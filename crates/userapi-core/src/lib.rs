//! User API Core Library
//!
//! The contract layer of the user service: the persistence port every
//! storage adapter implements, and the error taxonomy those adapters
//! surface to the orchestration layer.

// Re-export pure types from userapi-types
pub use userapi_types::*;

pub mod error;
pub mod ports;

pub use error::{Result, StoreError};
pub use ports::UserStore;
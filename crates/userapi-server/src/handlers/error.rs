//! API error replies

use axum::http::StatusCode;
use axum::response::{IntoResponse, Response};
use axum::Json;
use chrono::{SecondsFormat, Utc};
use serde::Serialize;
use userapi_types::MessageResponse;
use uuid::Uuid;

/// Error replies the API can produce.
///
/// A duplicate email on create renders the flat message body; everything
/// else renders the camelCase error envelope.
#[derive(Debug)]
pub enum ApiError {
    /// 400 with `{"message": "Not unique email"}`
    NotUniqueEmail,
    /// 404 envelope for the given request path
    NotFound { path: String },
    /// 500 envelope for the given request path
    Internal { path: String },
}

/// Body of 404/500 replies, shaped like a framework default error page.
#[derive(Debug, Serialize)]
#[serde(rename_all = "camelCase")]
pub struct ErrorBody {
    pub timestamp: String,
    pub path: String,
    pub status: u16,
    pub error: String,
    pub request_id: String,
}

impl ErrorBody {
    fn new(status: StatusCode, path: String) -> Self {
        let mut request_id = Uuid::new_v4().simple().to_string();
        request_id.truncate(8);

        Self {
            timestamp: Utc::now().to_rfc3339_opts(SecondsFormat::Millis, true),
            path,
            status: status.as_u16(),
            error: status.canonical_reason().unwrap_or("Unknown").to_string(),
            request_id,
        }
    }
}

impl IntoResponse for ApiError {
    fn into_response(self) -> Response {
        match self {
            ApiError::NotUniqueEmail => (
                StatusCode::BAD_REQUEST,
                Json(MessageResponse::new("Not unique email")),
            )
                .into_response(),
            ApiError::NotFound { path } => {
                let body = ErrorBody::new(StatusCode::NOT_FOUND, path);
                (StatusCode::NOT_FOUND, Json(body)).into_response()
            }
            ApiError::Internal { path } => {
                let body = ErrorBody::new(StatusCode::INTERNAL_SERVER_ERROR, path);
                (StatusCode::INTERNAL_SERVER_ERROR, Json(body)).into_response()
            }
        }
    }
}

#[cfg(test)]
mod tests {
    use super::*;

    #[test]
    fn test_envelope_shape() {
        let body = ErrorBody::new(StatusCode::NOT_FOUND, "/users/9".to_string());
        assert_eq!(body.status, 404);
        assert_eq!(body.error, "Not Found");
        assert_eq!(body.request_id.len(), 8);

        let json = serde_json::to_value(&body).unwrap();
        assert_eq!(json["path"], "/users/9");
        // Envelope keys are camelCase
        assert!(json.get("requestId").is_some());
        assert!(json.get("timestamp").is_some());
    }

    #[test]
    fn test_status_mapping() {
        let res = ApiError::NotUniqueEmail.into_response();
        assert_eq!(res.status(), StatusCode::BAD_REQUEST);

        let res = ApiError::NotFound {
            path: "/users/9".to_string(),
        }
        .into_response();
        assert_eq!(res.status(), StatusCode::NOT_FOUND);

        let res = ApiError::Internal {
            path: "/users".to_string(),
        }
        .into_response();
        assert_eq!(res.status(), StatusCode::INTERNAL_SERVER_ERROR);
    }
}
//! HTTP handlers

pub mod error;
pub mod health;
pub mod users;

pub use error::ApiError;
pub use health::health;
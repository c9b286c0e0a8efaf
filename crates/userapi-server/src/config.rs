//! Server configuration

use anyhow::{Context, Result};
use serde::Deserialize;

#[derive(Debug, Clone, Deserialize)]
pub struct Config {
    /// Address the HTTP server binds to
    pub bind_address: String,
    /// Path of the SQLite database file
    pub database_path: String,
    /// Which persistence adapter backs the user store
    pub storage_backend: StorageBackend,
}

#[derive(Debug, Clone, Copy, PartialEq, Eq, Deserialize)]
#[serde(rename_all = "lowercase")]
pub enum StorageBackend {
    /// Hand-written SQL statements (sqlx)
    Sql,
    /// ORM session semantics (SeaORM)
    Orm,
}

/// Load configuration from defaults, an optional `userapi` file and
/// `USERAPI_*` environment variables, in that order of precedence.
pub fn load() -> Result<Config> {
    let cfg = config::Config::builder()
        .set_default("bind_address", "0.0.0.0:8080")?
        .set_default("database_path", "data/userapi.db")?
        .set_default("storage_backend", "sql")?
        .add_source(config::File::with_name("userapi").required(false))
        .add_source(config::Environment::with_prefix("USERAPI"))
        .build()
        .context("Failed to read configuration")?;

    cfg.try_deserialize().context("Invalid configuration")
}

#[cfg(test)]
mod tests {
    use super::*;

    fn parse(backend: &str) -> Config {
        config::Config::builder()
            .set_default("bind_address", "127.0.0.1:0")
            .unwrap()
            .set_default("database_path", ":memory:")
            .unwrap()
            .set_default("storage_backend", backend)
            .unwrap()
            .build()
            .unwrap()
            .try_deserialize()
            .unwrap()
    }

    #[test]
    fn test_backend_names() {
        assert_eq!(parse("sql").storage_backend, StorageBackend::Sql);
        assert_eq!(parse("orm").storage_backend, StorageBackend::Orm);
    }
}
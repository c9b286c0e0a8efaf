//! User orchestration service

use crate::storage::UserCache;
use std::sync::Arc;
use tracing::{debug, info};
use userapi_core::{Result, UserStore};
use userapi_types::{User, UserRequest};

/// Coordinates the persistence port and the in-memory cache.
///
/// The store is the source of truth; the cache only ever holds copies of
/// rows the store has confirmed, so an abandoned request cannot leave the
/// two out of sync.
pub struct UserService {
    store: Arc<dyn UserStore>,
    cache: UserCache,
}

impl UserService {
    pub fn new(store: Arc<dyn UserStore>) -> Self {
        Self {
            store,
            cache: UserCache::new(),
        }
    }

    /// Create a user. A duplicate email propagates as `UniqueViolation`;
    /// nothing is cached for a fresh row until it is first read.
    pub async fn create(&self, req: UserRequest) -> Result<User> {
        info!("Creating user: email={}", req.email);

        self.store.create(req.into()).await
    }

    /// Get a user by id, read-through cached.
    pub async fn get(&self, id: i64) -> Result<Option<User>> {
        // Try cache first
        if let Some(user) = self.cache.get(id) {
            debug!("Cache hit for user {}", id);
            return Ok(Some(user));
        }

        // Fall back to the store, caching only a confirmed row
        let user = self.store.get(id).await?;
        if let Some(user) = &user {
            self.cache.insert(user);
        }

        Ok(user)
    }

    /// Update a user's name and email. Returns `None` when the incoming
    /// value has no id or no row with that id exists; neither case mutates
    /// anything.
    pub async fn update(&self, user: User) -> Result<Option<User>> {
        let Some(id) = user.id else {
            return Ok(None);
        };

        // Read the current row from the store, not the cache: a stale entry
        // must not feed this read-modify-write. There is no compare-and-set
        // here; two concurrent updates of the same id can interleave and the
        // last write wins.
        let Some(mut current) = self.store.get(id).await? else {
            return Ok(None);
        };

        // Nothing would change: skip the write entirely
        if current.name == user.name && current.email == user.email {
            return Ok(Some(current));
        }

        debug!("Updating user {}", id);

        current.name = user.name;
        current.email = user.email;

        let updated = self.store.update(&current).await?;

        // Refresh the cache entry only after the store confirmed the write
        self.cache.insert(&updated);

        Ok(Some(updated))
    }

    /// Delete a user by id. Returns `false` for an unknown id without
    /// touching the store or the cache.
    pub async fn delete(&self, id: i64) -> Result<bool> {
        if self.store.get(id).await?.is_none() {
            return Ok(false);
        }

        info!("Deleting user {}", id);

        self.store.delete(id).await?;

        // Evict only after the store confirmed the delete
        self.cache.remove(id);

        Ok(true)
    }

    /// List all users, straight from the store.
    pub async fn list(&self) -> Result<Vec<User>> {
        self.store.list().await
    }
}
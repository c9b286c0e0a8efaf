//! Error types for the user store

use thiserror::Error;

pub type Result<T> = std::result::Result<T, StoreError>;

/// Errors surfaced by persistence adapters.
///
/// "Not found" is deliberately absent: a missing row is an `Option::None`
/// (or `false` from delete), never an error, at every layer of the core.
#[derive(Error, Debug)]
pub enum StoreError {
    /// The store rejected a write because the email is already taken.
    /// Raised on create; never recovered internally.
    #[error("Unique constraint violation: {0}")]
    UniqueViolation(String),

    /// Any other store or connectivity fault. Fatal to the request.
    #[error("Database error: {0}")]
    Database(String),
}

impl StoreError {
    /// True when the error is the duplicate-email signal.
    pub fn is_unique_violation(&self) -> bool {
        matches!(self, StoreError::UniqueViolation(_))
    }
}
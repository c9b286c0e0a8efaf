//! Session-style SQLite adapter (SeaORM)

use anyhow::Context;
use async_trait::async_trait;
use sea_orm::{
    ActiveModelTrait, ColumnTrait, ConnectOptions, ConnectionTrait, Database, DatabaseConnection,
    DbErr, EntityTrait, QueryFilter, Schema, SqlErr, TryIntoModel,
};
use userapi_core::{Result, StoreError, UserStore};
use userapi_types::User;

use super::entity::{self, Column, Entity};

/// `UserStore` backed by the ORM's merge/find session semantics.
///
/// Create and update are the same operation here: a merge of the given user
/// into the session, flushed on commit. Which statement the ORM emits is
/// decided by whether the primary key is set.
pub struct OrmUserStore {
    db: DatabaseConnection,
}

impl OrmUserStore {
    /// Open (or create) the database file and ensure the schema.
    pub async fn connect(database_path: &str) -> anyhow::Result<Self> {
        tracing::info!("Opening SQLite database (ORM) at: {}", database_path);

        // Create parent directory if needed
        if let Some(parent) = std::path::Path::new(database_path).parent() {
            tokio::fs::create_dir_all(parent).await.with_context(|| {
                format!("Failed to create database directory: {}", parent.display())
            })?;
        }

        let mut options = ConnectOptions::new(format!("sqlite://{}?mode=rwc", database_path));
        options.max_connections(5).sqlx_logging(false);

        let db = Database::connect(options).await.with_context(|| {
            format!("Failed to connect to SQLite database at: {}", database_path)
        })?;

        tracing::info!("ORM connection established, ensuring schema...");

        Self::ensure_schema(&db)
            .await
            .context("Failed to create users table")?;

        Ok(Self { db })
    }

    /// Wrap an existing connection, ensuring the schema. Tests use this with
    /// a single-connection in-memory database.
    pub async fn with_connection(db: DatabaseConnection) -> anyhow::Result<Self> {
        Self::ensure_schema(&db)
            .await
            .context("Failed to create users table")?;

        Ok(Self { db })
    }

    async fn ensure_schema(db: &DatabaseConnection) -> anyhow::Result<()> {
        let backend = db.get_database_backend();
        let mut stmt = Schema::new(backend).create_table_from_entity(Entity);
        stmt.if_not_exists();
        db.execute(backend.build(&stmt)).await?;

        Ok(())
    }

    /// Merge the given user into the session and flush.
    async fn save(&self, user: &User) -> Result<User> {
        use sea_orm::TransactionTrait;

        let txn = self.db.begin().await.map_err(store_err)?;

        let model = entity::ActiveModel::from(user)
            .save(&txn)
            .await
            .map_err(store_err)?
            .try_into_model()
            .map_err(store_err)?;

        txn.commit().await.map_err(store_err)?;

        Ok(model.into())
    }
}

#[async_trait]
impl UserStore for OrmUserStore {
    async fn create(&self, user: User) -> Result<User> {
        self.save(&user).await
    }

    async fn get(&self, id: i64) -> Result<Option<User>> {
        let model = Entity::find_by_id(id)
            .one(&self.db)
            .await
            .map_err(store_err)?;

        Ok(model.map(Into::into))
    }

    async fn update(&self, user: &User) -> Result<User> {
        self.save(user).await
    }

    async fn delete(&self, id: i64) -> Result<bool> {
        let result = Entity::delete_many()
            .filter(Column::Id.eq(id))
            .exec(&self.db)
            .await
            .map_err(store_err)?;

        Ok(result.rows_affected > 0)
    }

    async fn list(&self) -> Result<Vec<User>> {
        let models = Entity::find().all(&self.db).await.map_err(store_err)?;

        Ok(models.into_iter().map(Into::into).collect())
    }
}

fn store_err(e: DbErr) -> StoreError {
    match e.sql_err() {
        Some(SqlErr::UniqueConstraintViolation(msg)) => StoreError::UniqueViolation(msg),
        _ => StoreError::Database(e.to_string()),
    }
}
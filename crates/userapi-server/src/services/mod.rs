//! Business logic services

pub mod users;

pub use users::UserService;
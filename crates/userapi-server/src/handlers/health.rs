//! Health check handler

use axum::Json;
use serde_json::{json, Value};

pub async fn health() -> Json<Value> {
    Json(json!({ "status": "ok" }))
}
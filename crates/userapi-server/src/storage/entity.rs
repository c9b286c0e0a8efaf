//! SeaORM entity for the users table

use sea_orm::entity::prelude::*;
use sea_orm::ActiveValue;
use userapi_types::User;

#[derive(Clone, Debug, PartialEq, Eq, DeriveEntityModel)]
#[sea_orm(table_name = "users")]
pub struct Model {
    #[sea_orm(primary_key)]
    pub id: i64,
    pub name: String,
    #[sea_orm(unique)]
    pub email: String,
}

#[derive(Copy, Clone, Debug, EnumIter, DeriveRelation)]
pub enum Relation {}

impl ActiveModelBehavior for ActiveModel {}

impl From<Model> for User {
    fn from(m: Model) -> Self {
        User {
            id: Some(m.id),
            name: m.name,
            email: m.email,
        }
    }
}

// A user without an assigned id maps to a NotSet primary key, which `save`
// turns into an insert; an assigned id makes it an update.
impl From<&User> for ActiveModel {
    fn from(user: &User) -> Self {
        Self {
            id: user.id.map_or(ActiveValue::NotSet, ActiveValue::Set),
            name: ActiveValue::Set(user.name.clone()),
            email: ActiveValue::Set(user.email.clone()),
        }
    }
}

————

** WHAT TO PRODUCE **
What is the number of lines in the listing above that contain the string "ensuring"? Give only the number.

** REPLY **
2